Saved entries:
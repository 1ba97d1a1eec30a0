//! Error types for protocol validation.

use thiserror::Error;

/// Result type for protocol operations.
pub type ProtocolResult<T> = Result<T, ProtocolError>;

/// Errors raised when a producer response breaks the protocol contract.
#[derive(Debug, Error, Clone, PartialEq, Eq)]
pub enum ProtocolError {
    /// A dump page announced more pages without a cursor to fetch them.
    #[error("dump page reported more = true without a next dump state")]
    MissingDumpState,

    /// An entry did not carry a JSON object as its record.
    #[error("entry for collection {collection} is not a JSON object")]
    InvalidRecord {
        /// Collection named by the entry.
        collection: String,
    },
}
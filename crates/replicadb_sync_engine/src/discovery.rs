//! Schema installation and first-run discovery.

use crate::error::SyncResult;
use replicadb_core::flatten::{FlattenMode, ResolvedSchema};
use replicadb_core::schema::CollectionSchema;
use replicadb_core::{
    ApplyStats, CacheTarget, MetadataStore, PendingOperation, PendingOperationLog, SchemaAnalyzer,
    StartupState, FLAT_SCHEMA_KEY, SCHEMA_KEY,
};
use replicadb_storage::TableStore;
use replicadb_sync_protocol::{DeltaBatch, Entry};
use std::sync::Arc;
use tracing::{debug, info};

/// Resolves `schemas`, reconciles the physical tables with the persisted
/// flat schema and returns a target writing them.
///
/// When the flat schema differs from the persisted one, the previous tables
/// are dropped and the sync state is reset so the next start dumps again.
pub(crate) fn install_schema(
    store: Arc<dyn TableStore>,
    metadata: &MetadataStore,
    schemas: Vec<CollectionSchema>,
    mode: &FlattenMode,
) -> SyncResult<Arc<CacheTarget>> {
    let resolved = Arc::new(ResolvedSchema::resolve(schemas, mode)?);
    let flat = resolved.flat_schemas();
    let previous: Option<Vec<CollectionSchema>> = metadata.get(FLAT_SCHEMA_KEY)?;

    if let Some(previous) = previous.as_ref().filter(|p| **p != flat) {
        info!(
            previous = previous.len(),
            current = flat.len(),
            "schema changed, dropping cached tables"
        );
        for collection in previous {
            store.drop_table(&collection.name)?;
        }
        metadata.set_dump_state(None)?;
        metadata.set_delta_state(None)?;
        metadata.set_startup_state(StartupState::Pending)?;
    }

    let target = Arc::new(CacheTarget::new(store, resolved.clone()));
    target.create_tables()?;
    if previous.as_ref() != Some(&flat) {
        metadata.set(SCHEMA_KEY, &resolved.root_schemas())?;
        metadata.set(FLAT_SCHEMA_KEY, &flat)?;
    }
    Ok(target)
}

/// Discovery of a schema from producer data.
///
/// Batches seen before the schema is known are logged so they can be
/// replayed into the cache once it exists.
pub(crate) struct Discovery {
    analyzer: SchemaAnalyzer,
    log: PendingOperationLog,
    mode: FlattenMode,
}

impl Discovery {
    /// Starts discovery, feeding back operations logged by earlier runs.
    pub(crate) fn resume(log: PendingOperationLog, mode: FlattenMode) -> SyncResult<Self> {
        let mut analyzer = SchemaAnalyzer::new();
        let operations = log.list()?;
        for operation in &operations {
            match operation {
                PendingOperation::Dump { entries, .. } => analyzer.observe_entries(entries),
                PendingOperation::Delta(batch) => analyzer.observe_batch(batch),
            }
        }
        if !operations.is_empty() {
            info!(operations = operations.len(), "resuming schema discovery");
        }
        Ok(Self {
            analyzer,
            log,
            mode,
        })
    }

    /// Logs and analyzes a dump page.
    pub(crate) fn observe_dump(&mut self, entries: &[Entry], first_page: bool) -> SyncResult<()> {
        if first_page {
            // A new dump supersedes everything logged before it.
            self.log.truncate()?;
            self.analyzer = SchemaAnalyzer::new();
        }
        self.log.append(&PendingOperation::Dump {
            entries: entries.to_vec(),
            first_page,
        })?;
        self.analyzer.observe_entries(entries);
        Ok(())
    }

    /// Logs and analyzes a delta batch.
    pub(crate) fn observe_delta(&mut self, batch: &DeltaBatch) -> SyncResult<()> {
        self.log.append(&PendingOperation::Delta(batch.clone()))?;
        self.analyzer.observe_batch(batch);
        Ok(())
    }

    /// Returns true once at least one record was observed.
    pub(crate) fn has_samples(&self) -> bool {
        !self.analyzer.is_empty()
    }

    /// Infers the schema, installs it, replays the log and truncates it.
    pub(crate) fn complete(
        &self,
        store: Arc<dyn TableStore>,
        metadata: &MetadataStore,
    ) -> SyncResult<(Arc<CacheTarget>, ApplyStats)> {
        let schemas = self.analyzer.finish()?;
        info!(
            collections = schemas.len(),
            samples = self.analyzer.samples(),
            "schema discovered"
        );
        let target = install_schema(store, metadata, schemas, &self.mode)?;

        let mut stats = ApplyStats::default();
        for operation in self.log.list()? {
            stats += match operation {
                PendingOperation::Dump {
                    entries,
                    first_page,
                } => target.apply_dump(&entries, first_page)?,
                PendingOperation::Delta(batch) => target.apply_delta(&batch)?,
            };
        }
        self.log.truncate()?;
        debug!(rows = stats.rows_written, "replayed pending operations");
        Ok((target, stats))
    }
}
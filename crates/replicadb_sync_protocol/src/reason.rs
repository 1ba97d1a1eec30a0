//! Why a synchronization was requested.

use chrono::{DateTime, Utc};
use serde::{Deserialize, Serialize};
use std::collections::BTreeSet;

/// What caused a trigger.
#[derive(Debug, Clone, Copy, PartialEq, Eq, Hash, Serialize, Deserialize)]
#[serde(rename_all = "kebab-case")]
pub enum ReasonKind {
    /// The replica started.
    Startup,
    /// A cron schedule fired.
    Schedule,
    /// A list is about to read the cache.
    BeforeList,
    /// An aggregate is about to read the cache.
    BeforeAggregate,
    /// Records were created through the replica.
    AfterCreate,
    /// Records were updated through the replica.
    AfterUpdate,
    /// Records were deleted through the replica.
    AfterDelete,
    /// Requested explicitly by the host application.
    Manual,
}

/// One request for a dump or delta, kept with its original timestamp.
///
/// Reasons queued for the same kind of trigger are handed to the producer
/// together so one physical call serves them all.
#[derive(Debug, Clone, PartialEq, Eq, Serialize, Deserialize)]
#[serde(rename_all = "camelCase")]
pub struct TriggerReason {
    /// What caused the request.
    pub kind: ReasonKind,
    /// When the request was made.
    pub at: DateTime<Utc>,
    /// Collection the request originated from, if any.
    pub collection: Option<String>,
    /// Collections whose cached rows may be stale.
    pub affected_collections: BTreeSet<String>,
}

impl TriggerReason {
    /// Creates a reason stamped with the current time.
    #[must_use]
    pub fn new(kind: ReasonKind) -> Self {
        Self {
            kind,
            at: Utc::now(),
            collection: None,
            affected_collections: BTreeSet::new(),
        }
    }

    /// Records the collection the request came from and marks it affected.
    #[must_use]
    pub fn for_collection(mut self, collection: impl Into<String>) -> Self {
        let collection = collection.into();
        self.affected_collections.insert(collection.clone());
        self.collection = Some(collection);
        self
    }

    /// Adds affected collections.
    #[must_use]
    pub fn with_affected<I, S>(mut self, collections: I) -> Self
    where
        I: IntoIterator<Item = S>,
        S: Into<String>,
    {
        self.affected_collections
            .extend(collections.into_iter().map(Into::into));
        self
    }

    /// Overrides the timestamp.
    #[must_use]
    pub fn at(mut self, at: DateTime<Utc>) -> Self {
        self.at = at;
        self
    }

    /// Union of the affected collections of several reasons.
    pub fn affected_union<'a>(reasons: impl IntoIterator<Item = &'a TriggerReason>) -> BTreeSet<String> {
        reasons
            .into_iter()
            .flat_map(|r| r.affected_collections.iter().cloned())
            .collect()
    }
}

#[cfg(test)]
mod tests {
    use super::*;

    #[test]
    fn for_collection_marks_affected() {
        let reason = TriggerReason::new(ReasonKind::BeforeList).for_collection("users");
        assert_eq!(reason.collection.as_deref(), Some("users"));
        assert!(reason.affected_collections.contains("users"));
    }

    #[test]
    fn affected_union_merges_sets() {
        let a = TriggerReason::new(ReasonKind::AfterDelete).with_affected(["a", "b"]);
        let b = TriggerReason::new(ReasonKind::AfterUpdate).for_collection("c");
        let union = TriggerReason::affected_union([&a, &b]);
        assert_eq!(union.into_iter().collect::<Vec<_>>(), vec!["a", "b", "c"]);
    }

    #[test]
    fn reason_kind_serializes_kebab_case() {
        let value = serde_json::to_value(ReasonKind::BeforeAggregate).unwrap();
        assert_eq!(value, serde_json::json!("before-aggregate"));
    }
}
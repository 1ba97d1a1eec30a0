//! Dotted paths into records and field trees.
//!
//! Paths are `.`-separated field names. Inlined columns replace the
//! separator with [`ESCAPE`] so the column name stays a single field name.

use serde_json::{Map, Value};

/// Separator between path segments.
pub const SEPARATOR: char = '.';

/// Marker replacing [`SEPARATOR`] in inlined column names.
pub const ESCAPE: &str = "@@@";

/// Column name used for inlined path `path`.
pub fn escape(path: &str) -> String {
    path.replace(SEPARATOR, ESCAPE)
}

/// Inverse of [`escape`].
pub fn unescape(column: &str) -> String {
    column.replace(ESCAPE, ".")
}

/// Joins `name` onto `prefix`; an empty prefix yields `name`.
pub fn join(prefix: &str, name: &str) -> String {
    if prefix.is_empty() {
        name.to_string()
    } else {
        format!("{prefix}{SEPARATOR}{name}")
    }
}

/// Returns the part of `path` below `ancestor`, if `path` is strictly under it.
///
/// `a.b.c` is under `a` and `a.b`, but not under `a.b.c` or `a.bc`.
pub fn strip_ancestor<'a>(path: &'a str, ancestor: &str) -> Option<&'a str> {
    path.strip_prefix(ancestor)?.strip_prefix(SEPARATOR)
}

/// Returns true if `path` is strictly under `ancestor`.
pub fn is_under(path: &str, ancestor: &str) -> bool {
    strip_ancestor(path, ancestor).is_some()
}

/// Name of the virtual collection holding model `model_path` of `root`.
pub fn virtual_collection_name(root: &str, model_path: &str) -> String {
    format!("{root}_{}", model_path.replace(SEPARATOR, "_"))
}

/// Returns true if `name` can be used as a field name.
pub fn is_valid_field_name(name: &str) -> bool {
    !name.is_empty() && !name.contains(SEPARATOR) && !name.contains(ESCAPE)
}

/// Reads the value at `path`, descending through objects only.
pub fn get<'a>(record: &'a Map<String, Value>, path: &str) -> Option<&'a Value> {
    let mut segments = path.split(SEPARATOR);
    let mut current = record.get(segments.next()?)?;
    for segment in segments {
        current = current.as_object()?.get(segment)?;
    }
    Some(current)
}

/// Removes and returns the value at `path`.
///
/// Objects left empty by the removal are removed as well, so a record never
/// keeps an empty shell of a field that was moved elsewhere.
pub fn remove(record: &mut Map<String, Value>, path: &str) -> Option<Value> {
    match path.split_once(SEPARATOR) {
        None => record.remove(path),
        Some((head, rest)) => {
            let child = record.get_mut(head)?.as_object_mut()?;
            let removed = remove(child, rest);
            if removed.is_some() && child.is_empty() {
                record.remove(head);
            }
            removed
        }
    }
}

/// Renders an identity value as the prefix of a `_fid`.
pub fn render_id(value: &Value) -> String {
    match value {
        Value::String(s) => s.clone(),
        other => other.to_string(),
    }
}
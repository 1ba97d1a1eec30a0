//! Flatten-schema command implementation.

use crate::error::CliResult;
use replicadb_core::flatten::{FlatCollection, FlattenMode, ResolvedSchema};
use std::path::Path;
use tracing::info;

/// Resolves the schema file under `mode` and returns every flat collection.
pub fn flatten_schema(schema: &Path, mode: &FlattenMode) -> CliResult<Vec<FlatCollection>> {
    let resolved = ResolvedSchema::resolve(super::load_schemas(schema)?, mode)?;
    let flat: Vec<FlatCollection> = resolved.flat_collections().cloned().collect();
    info!(
        roots = resolved.collections().count(),
        collections = flat.len(),
        "schema flattened"
    );
    Ok(flat)
}

/// Runs the flatten-schema command.
pub fn run(schema: &Path, mode: &FlattenMode) -> CliResult<()> {
    super::print_json(&flatten_schema(schema, mode)?)
}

### Task objective
Wherever the word "next" appears in the entries above, copy that whole line.

### Solution to the problem
    #[error("dump page reported more = true without a next dump state")]
/// are dropped and the sync state is reset so the next start dumps again.
    let mut current = record.get(segments.next()?)?;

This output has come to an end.